As the referendum to establish an ambulance district in Rotterdam nears, some are questioning whether the town is putting certain voters at a disadvantage.
Rotterdam officials have decided against offering absentee ballots for the vote on June 29 and will only set up one polling location at Town Hall. The town attorneys advised against offering the mail-in ballots because they would require a registration process for the vote, which is only open to property owners.
“I don’t think it’ll be a problem,” said Supervisor Frank Del Gallo. “But we’ll have to wait and see.”
But the lack of absentee ballots has already rankled some residents. Frank Salamone, a Republican running for the Town Board next fall, said voters should be allowed to vote via absentee ballot because they were initially promised that right when the election was set in April.
“One of the fundamentals of our government is the idea that people get to vote,” he said. “This decision will deprive many Rotterdam residents of that right.”
The upcoming vote also caught the attention of state Assemblyman George Amedore, R-Rotterdam, who is co-sponsoring legislation that would require municipalities to offer absentee ballots during referendum votes. He said many constituents have contacted him about the lack of absentee ballots in the Rotterdam referendum.
“This legislation is vital because it would require absentee ballots for all elections statewide to be accounted for,” he said. “The situation we are seeing in the town of Rotterdam repeats itself across New York, and residents who vote by absentee certainly have the right to make their voices heard on these issues.”
The referendum would establish a special property tax of about 10 cents per $1,000 of assessed value to aid Rotterdam Emergency Medical Services Inc.
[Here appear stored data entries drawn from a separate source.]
//! Interactive terminal front-end: key handling, frame pacing, HUD,
//! gallery save/restore and PNG export around the render-loop session.

use crate::config::{Config, RendererMode};
use crate::export::{encode_png, export_filename, write_png};
use crate::gallery::{gallery_storage_path, Gallery, GalleryEntry};
use crate::palette;
use crate::params::{parse_deep_link, Params};
use crate::patterns::PatternKind;
use crate::render::{AsciiRenderer, Frame, HalfBlockRenderer, Renderer};
use crate::scene::Scene;
use crate::terminal::TerminalGuard;
use anyhow::Context;
use crossterm::event::{self, Event, KeyCode, KeyEventKind, KeyModifiers};
use std::io::BufWriter;
use std::path::PathBuf;
use std::time::{Duration, Instant, SystemTime, UNIX_EPOCH};

pub fn run(cfg: Config) -> anyhow::Result<()> {
    let _term = TerminalGuard::new()?;
    let mut out = BufWriter::new(TerminalGuard::stdout());

    let mut renderer: Box<dyn Renderer> = match cfg.renderer {
        RendererMode::HalfBlock => Box::new(HalfBlockRenderer::new()),
        RendererMode::Ascii => Box::new(AsciiRenderer::new()),
    };
    let (px_w_mul, px_h_mul) = renderer.pixel_scale();

    let gallery_path = cfg
        .gallery
        .as_ref()
        .map(PathBuf::from)
        .or_else(gallery_storage_path);
    let mut gallery = Gallery::load(gallery_path.as_deref());

    let mut last_size = crossterm::terminal::size().context("get terminal size")?;
    if last_size.0 < 4 || last_size.1 < 2 {
        return Err(anyhow::anyhow!(
            "terminal too small (need at least 4x2, got {}x{})",
            last_size.0,
            last_size.1
        ));
    }

    let mut show_hud = true;
    let mut hud_rows: u16 = 1;
    let visual_rows = last_size.1.saturating_sub(hud_rows).max(1);

    let params = params_from_config(&cfg);
    let animate = params.animate;
    let mut scene = Scene::new(
        last_size.0 as usize * px_w_mul,
        visual_rows as usize * px_h_mul,
        params,
    );
    if animate {
        scene.start();
    } else {
        scene.render_once();
    }

    let mut fps = FpsCounter::new();
    let mut dirty = false;

    loop {
        let now = Instant::now();

        // Drain input (non-blocking).
        while event::poll(Duration::from_millis(0))? {
            match event::read()? {
                Event::Key(k) if k.kind != KeyEventKind::Release => {
                    let outcome = handle_key(
                        k.code,
                        k.modifiers,
                        &mut scene,
                        &mut gallery,
                        gallery_path.as_deref(),
                        &cfg.export_dir,
                        &mut show_hud,
                    );
                    match outcome {
                        KeyOutcome::Quit => return Ok(()),
                        KeyOutcome::Changed => dirty = true,
                        KeyOutcome::None => {}
                    }
                }
                Event::Resize(c, r) => {
                    last_size = (c, r);
                    resize_scene(&mut scene, last_size, px_w_mul, px_h_mul, hud_rows);
                    dirty = true;
                }
                _ => {}
            }
        }

        // Some terminals drop resize events; check once per frame.
        let sz = crossterm::terminal::size()?;
        if sz != last_size {
            last_size = sz;
            resize_scene(&mut scene, last_size, px_w_mul, px_h_mul, hud_rows);
            dirty = true;
        }

        // The HUD row comes out of the visual area, so toggling it
        // changes the canvas height.
        let new_hud_rows: u16 = if show_hud { 1 } else { 0 };
        if new_hud_rows != hud_rows {
            hud_rows = new_hud_rows;
            resize_scene(&mut scene, last_size, px_w_mul, px_h_mul, hud_rows);
            dirty = true;
        }

        if scene.running() {
            scene.tick(now);
            dirty = false;
        } else if dirty {
            scene.render_once();
            dirty = false;
        }

        fps.tick();

        let hud = if show_hud {
            build_hud(scene.params(), gallery.len(), fps.fps())
        } else {
            String::new()
        };

        let visual_rows = last_size.1.saturating_sub(hud_rows).max(1);
        let frame = Frame {
            term_cols: last_size.0,
            visual_rows,
            pixel_width: scene.canvas().width(),
            pixel_height: scene.canvas().height(),
            pixels_rgba: scene.canvas().pixels(),
            hud: &hud,
            hud_rows,
            sync_updates: cfg.sync_updates,
        };
        renderer.render(&frame, &mut out)?;

        // Frame pacing.
        let target = Duration::from_secs_f32(1.0 / cfg.fps.max(1) as f32);
        let elapsed = now.elapsed();
        if elapsed < target {
            std::thread::sleep(target - elapsed);
        }
    }
}

pub fn params_from_config(cfg: &Config) -> Params {
    let mut params = Params {
        pattern: cfg.pattern.clone(),
        seed: String::new(),
        symmetry: cfg.symmetry.max(1),
        particles: cfg.particles,
        speed: cfg.speed.max(0.1),
        line_width: cfg.line_width.max(0.1),
        palette: cfg.palette.clone(),
        animate: cfg.animate,
    };
    params.set_seed(cfg.seed.as_deref().unwrap_or(""));
    if let Some(link) = &cfg.link {
        params.apply_deep_link(&parse_deep_link(link));
    }
    params
}

fn resize_scene(
    scene: &mut Scene,
    size: (u16, u16),
    px_w_mul: usize,
    px_h_mul: usize,
    hud_rows: u16,
) {
    let (cols, rows) = size;
    let visual_rows = rows.saturating_sub(hud_rows).max(1);
    scene.resize(cols as usize * px_w_mul, visual_rows as usize * px_h_mul);
}

enum KeyOutcome {
    Quit,
    /// A parameter changed; re-render if the loop is not animating.
    Changed,
    None,
}

fn handle_key(
    code: KeyCode,
    mods: KeyModifiers,
    scene: &mut Scene,
    gallery: &mut Gallery,
    gallery_path: Option<&std::path::Path>,
    export_dir: &str,
    show_hud: &mut bool,
) -> KeyOutcome {
    if mods.contains(KeyModifiers::CONTROL) && matches!(code, KeyCode::Char('c')) {
        return KeyOutcome::Quit;
    }

    match code {
        KeyCode::Esc | KeyCode::Char('q') | KeyCode::Char('Q') => KeyOutcome::Quit,
        KeyCode::Char(' ') => {
            if scene.running() {
                scene.params_mut().animate = false;
                scene.stop();
            } else {
                scene.params_mut().animate = true;
                scene.start();
            }
            KeyOutcome::None
        }
        KeyCode::Enter | KeyCode::Char('d') => {
            scene.params_mut().animate = false;
            scene.render_once();
            KeyOutcome::None
        }
        KeyCode::Char('r') | KeyCode::Char('R') => {
            scene.params_mut().randomize_seed();
            KeyOutcome::Changed
        }
        KeyCode::Char('p') | KeyCode::Char('P') => {
            let forward = matches!(code, KeyCode::Char('p'));
            let cur = PatternKind::from_key(&scene.params().pattern).unwrap_or(PatternKind::Orbits);
            scene.params_mut().pattern = cur.next(forward).key().to_string();
            KeyOutcome::Changed
        }
        KeyCode::Char('c') | KeyCode::Char('C') => {
            let forward = matches!(code, KeyCode::Char('c'));
            let next = palette::next_key(&scene.params().palette, forward);
            scene.params_mut().palette = next.to_string();
            KeyOutcome::Changed
        }
        KeyCode::Char('+') | KeyCode::Char('=') => {
            let p = scene.params_mut();
            p.symmetry = (p.symmetry + 1).min(32);
            KeyOutcome::Changed
        }
        KeyCode::Char('-') => {
            let p = scene.params_mut();
            p.symmetry = p.symmetry.saturating_sub(1).max(1);
            KeyOutcome::Changed
        }
        KeyCode::Char(']') => {
            let p = scene.params_mut();
            p.particles = (p.particles + 100).min(5000);
            KeyOutcome::Changed
        }
        KeyCode::Char('[') => {
            let p = scene.params_mut();
            p.particles = p.particles.saturating_sub(100).max(1);
            KeyOutcome::Changed
        }
        KeyCode::Char('.') => {
            let p = scene.params_mut();
            p.speed = (p.speed + 0.1).min(8.0);
            KeyOutcome::Changed
        }
        KeyCode::Char(',') => {
            let p = scene.params_mut();
            p.speed = (p.speed - 0.1).max(0.1);
            KeyOutcome::Changed
        }
        KeyCode::Char('>') => {
            let p = scene.params_mut();
            p.line_width = (p.line_width + 0.1).min(8.0);
            KeyOutcome::Changed
        }
        KeyCode::Char('<') => {
            let p = scene.params_mut();
            p.line_width = (p.line_width - 0.1).max(0.1);
            KeyOutcome::Changed
        }
        KeyCode::Char('x') | KeyCode::Char('X') => {
            scene.stop();
            scene.clear();
            KeyOutcome::None
        }
        KeyCode::Char('s') | KeyCode::Char('S') => {
            save_render(scene, gallery, gallery_path, export_dir);
            KeyOutcome::None
        }
        KeyCode::Char('i') | KeyCode::Char('I') => {
            *show_hud = !*show_hud;
            KeyOutcome::None
        }
        KeyCode::Char(c @ '1'..='8') => {
            let slot = c as usize - '1' as usize;
            if let Some(entry) = gallery.entries().get(slot) {
                let seed = entry.seed.clone();
                let pattern = entry.pattern.clone();
                let pal = entry.palette.clone();
                let p = scene.params_mut();
                p.set_seed(&seed);
                p.pattern = pattern;
                p.palette = pal;
                KeyOutcome::Changed
            } else {
                KeyOutcome::None
            }
        }
        _ => KeyOutcome::None,
    }
}

/// Snapshot the canvas into the gallery and drop a PNG beside it.
/// Persistence failures are logged and otherwise ignored; the prior
/// gallery file stays intact.
fn save_render(
    scene: &Scene,
    gallery: &mut Gallery,
    gallery_path: Option<&std::path::Path>,
    export_dir: &str,
) {
    let Ok(png) = encode_png(scene.canvas()) else {
        return;
    };
    let params = scene.params();
    let ts = SystemTime::now()
        .duration_since(UNIX_EPOCH)
        .map(|d| d.as_secs())
        .unwrap_or(0);
    gallery.add(GalleryEntry {
        seed: params.seed.clone(),
        pattern: params.pattern.clone(),
        palette: params.palette.clone(),
        ts,
        png,
    });
    if let Err(err) = gallery.save(gallery_path) {
        log::warn!("gallery save failed: {err}");
    }

    let path = PathBuf::from(export_dir).join(export_filename(&params.pattern, &params.seed));
    if let Err(err) = write_png(scene.canvas(), &path) {
        log::warn!("png export failed: {err:#}");
    }
}

fn build_hud(params: &Params, gallery_len: usize, fps: f32) -> String {
    format!(
        "{} | seed {} | {} | sym {} | n {} | spd {:.1} | lw {:.1} | {} | gallery {}/8 | {:.0} fps | q quit  space anim  d draw  r seed  p pattern  c palette  s save",
        params.pattern,
        params.seed,
        params.palette,
        params.symmetry,
        params.particles,
        params.speed,
        params.line_width,
        if params.animate { "anim" } else { "still" },
        gallery_len,
        fps,
    )
}

struct FpsCounter {
    frames: u32,
    window_start: Instant,
    fps: f32,
}

impl FpsCounter {
    fn new() -> Self {
        Self {
            frames: 0,
            window_start: Instant::now(),
            fps: 0.0,
        }
    }

    fn tick(&mut self) {
        self.frames += 1;
        let elapsed = self.window_start.elapsed().as_secs_f32();
        if elapsed >= 1.0 {
            self.fps = self.frames as f32 / elapsed;
            self.frames = 0;
            self.window_start = Instant::now();
        }
    }

    fn fps(&self) -> f32 {
        self.fps
    }
}
//! Orbit swarm: particles on slowly precessing circular paths around the
//! canvas center, drawn as additive dots through the kaleidoscope.

use crate::canvas::{Blend, Canvas};
use crate::color::mix_colors;
use crate::palette::palette_or;
use crate::patterns::{FrameCtx, Pattern};
use crate::symmetry::Kaleidoscope;

pub struct OrbitsPattern;

impl Pattern for OrbitsPattern {
    fn name(&self) -> &'static str {
        "orbits"
    }

    fn render(&mut self, ctx: &mut FrameCtx<'_>, canvas: &mut Canvas) {
        let p = ctx.params;
        let colors = palette_or(&p.palette, "neon");
        let cx = ctx.w / 2.0;
        let cy = ctx.h / 2.0;
        let radius_bound = ctx.w.min(ctx.h) * 0.45;
        let speed = p.speed;
        let sym = Kaleidoscope::new(p.symmetry, ctx.w, ctx.h);

        for i in 0..p.particles {
            let fi = i as f32;
            let t = ctx.time + fi * 0.0002;
            let angle = t * speed * 0.6 + fi * 0.001 * (1.0 + speed);
            // Radius oscillates between 25% and 95% of the bound.
            let r = radius_bound * (0.25 + 0.7 * (fi * 0.017 + speed).sin().abs());
            let x = cx + r * angle.cos();
            let y = cy + r * (angle * 1.003 + (fi * 0.03).sin()).sin();

            let ca = colors[i % colors.len()];
            let cb = colors[(i + 1) % colors.len()];
            let blend_t = ((fi * 0.01 + ctx.time * 0.02).sin() + 1.0) / 2.0;
            let color = mix_colors(ca, cb, blend_t);

            sym.for_each_point(x, y, |sx, sy| {
                canvas.stamp_dot(sx, sy, p.line_width / 2.0, color, 1.0, Blend::Additive);
            });
        }
    }
}
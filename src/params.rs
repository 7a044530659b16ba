//! Runtime parameter set and deep-link pre-population.
//!
//! Pattern and palette travel as string keys; unknown keys are resolved with
//! a fallback at render time instead of being rejected here, so a bogus
//! deep link still draws something.

pub const DEFAULT_PATTERN: &str = "orbits";
pub const DEFAULT_PALETTE: &str = "neon";

#[derive(Debug, Clone, PartialEq)]
pub struct Params {
    pub pattern: String,
    pub seed: String,
    pub symmetry: u32,
    pub particles: usize,
    pub speed: f32,
    pub line_width: f32,
    pub palette: String,
    pub animate: bool,
}

impl Default for Params {
    fn default() -> Self {
        Self {
            pattern: DEFAULT_PATTERN.to_string(),
            seed: fresh_seed(),
            symmetry: 6,
            particles: 800,
            speed: 1.6,
            line_width: 1.2,
            palette: DEFAULT_PALETTE.to_string(),
            animate: true,
        }
    }
}

impl Params {
    /// Stores the seed, substituting a fresh random numeric seed for
    /// empty/whitespace input so a seed is never blank at render time.
    pub fn set_seed(&mut self, seed: &str) {
        let trimmed = seed.trim();
        self.seed = if trimmed.is_empty() {
            fresh_seed()
        } else {
            trimmed.to_string()
        };
    }

    pub fn randomize_seed(&mut self) {
        self.seed = format!("{}", fastrand::u64(..1_000_000_000_000));
    }

    pub fn apply_deep_link(&mut self, link: &DeepLink) {
        if let Some(seed) = &link.seed {
            self.set_seed(seed);
        }
        if let Some(pattern) = &link.pattern {
            self.pattern = pattern.clone();
        }
        if let Some(palette) = &link.palette {
            self.palette = palette.clone();
        }
    }
}

fn fresh_seed() -> String {
    format!("{}", fastrand::u64(..1_000_000_000))
}

/// Startup overrides supplied as a query-style string.
#[derive(Debug, Clone, Default, PartialEq, Eq)]
pub struct DeepLink {
    pub seed: Option<String>,
    pub pattern: Option<String>,
    pub palette: Option<String>,
}

/// Parses `seed=...&pattern=...&palette=...`. A leading `?` is tolerated,
/// `+` and `%XX` are decoded, unknown keys and valueless pairs are ignored.
pub fn parse_deep_link(query: &str) -> DeepLink {
    let mut link = DeepLink::default();
    let query = query.strip_prefix('?').unwrap_or(query);
    for pair in query.split('&') {
        let Some((key, value)) = pair.split_once('=') else {
            continue;
        };
        let value = percent_decode(value);
        if value.is_empty() {
            continue;
        }
        match key.trim() {
            "seed" => link.seed = Some(value),
            "pattern" => link.pattern = Some(value),
            "palette" => link.palette = Some(value),
            _ => {}
        }
    }
    link
}

fn percent_decode(s: &str) -> String {
    let bytes = s.as_bytes();
    let mut out = Vec::with_capacity(bytes.len());
    let mut i = 0;
    while i < bytes.len() {
        match bytes[i] {
            b'+' => {
                out.push(b' ');
                i += 1;
            }
            b'%' if i + 2 < bytes.len() => {
                let hex = std::str::from_utf8(&bytes[i + 1..i + 3]).ok();
                if let Some(v) = hex.and_then(|h| u8::from_str_radix(h, 16).ok()) {
                    out.push(v);
                    i += 3;
                } else {
                    out.push(b'%');
                    i += 1;
                }
            }
            b => {
                out.push(b);
                i += 1;
            }
        }
    }
    String::from_utf8_lossy(&out).into_owned()
}
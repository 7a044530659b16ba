//! Kaleidoscopic point replication: N rotational copies about the canvas
//! center, each followed by its 180° point reflection, so every logical
//! draw fans out into exactly 2N draws.

use std::f32::consts::TAU;

#[derive(Debug, Clone, Copy)]
pub struct Kaleidoscope {
    steps: u32,
    cx: f32,
    cy: f32,
}

impl Kaleidoscope {
    pub fn new(symmetry: u32, width: f32, height: f32) -> Self {
        Self {
            steps: symmetry.max(1),
            cx: width / 2.0,
            cy: height / 2.0,
        }
    }

    /// Invokes `draw` 2N times: rotated copy, then its mirror through the
    /// center.
    pub fn for_each_point(&self, x: f32, y: f32, mut draw: impl FnMut(f32, f32)) {
        let dx = x - self.cx;
        let dy = y - self.cy;
        for i in 0..self.steps {
            let angle = i as f32 * TAU / self.steps as f32;
            let (sin, cos) = angle.sin_cos();
            let rx = cos * dx - sin * dy + self.cx;
            let ry = sin * dx + cos * dy + self.cy;
            draw(rx, ry);
            draw(2.0 * self.cx - rx, 2.0 * self.cy - ry);
        }
    }

    /// Segment variant: both endpoints go through the same rotation and
    /// mirror, preserving the segment under each copy. 2N invocations.
    pub fn for_each_segment(
        &self,
        x0: f32,
        y0: f32,
        x1: f32,
        y1: f32,
        mut draw: impl FnMut(f32, f32, f32, f32),
    ) {
        let ax = x0 - self.cx;
        let ay = y0 - self.cy;
        let bx = x1 - self.cx;
        let by = y1 - self.cy;
        for i in 0..self.steps {
            let angle = i as f32 * TAU / self.steps as f32;
            let (sin, cos) = angle.sin_cos();
            let rax = cos * ax - sin * ay + self.cx;
            let ray = sin * ax + cos * ay + self.cy;
            let rbx = cos * bx - sin * by + self.cx;
            let rby = sin * bx + cos * by + self.cy;
            draw(rax, ray, rbx, rby);
            draw(
                2.0 * self.cx - rax,
                2.0 * self.cy - ray,
                2.0 * self.cx - rbx,
                2.0 * self.cy - rby,
            );
        }
    }
}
The owner of a $165,000 home would pay $16.50 per year to support REMS, according to the map, plan and report accepted by the town in September.
The proposed ambulance district would not fund REMS’ payroll. This funding would come solely through insurance billing, according to the report.
But unlike other votes, the referendum isn’t under the purview of the county Board of Elections. The ambulance district vote will be solely administered by the town, save for the electronic polling machines provided by the county.
Town officials had initially considered having the vote on election day in November. But they were advised such a vote could pose a logistical nightmare and possible legal issues.
“As a practical matter and a legal matter, I do not think it’s an option,” Elections Commissioner Brian Quail said.
The timing of the vote is also being called into question. Salamone said it is unfair to have a vote just days before the Fourth of July weekend and at a time when many people are planning to go away on summer vacation.
“I don’t understand why the administration would refuse to execute this vote in the most convenient way possible to ensure that there is a high voter turnout,” he said.
Board member Niki DiLeva is urging her colleagues to postpone the vote so that residents have more time to study the issue at hand. DiLeva, who has been on a medical leave of absence for nearly two months, speculated that many residents aren’t even aware of the limitations the town has placed on the upcoming vote.
“Everything should be made clear and I just don’t think the information that’s out there is clear enough,” she said.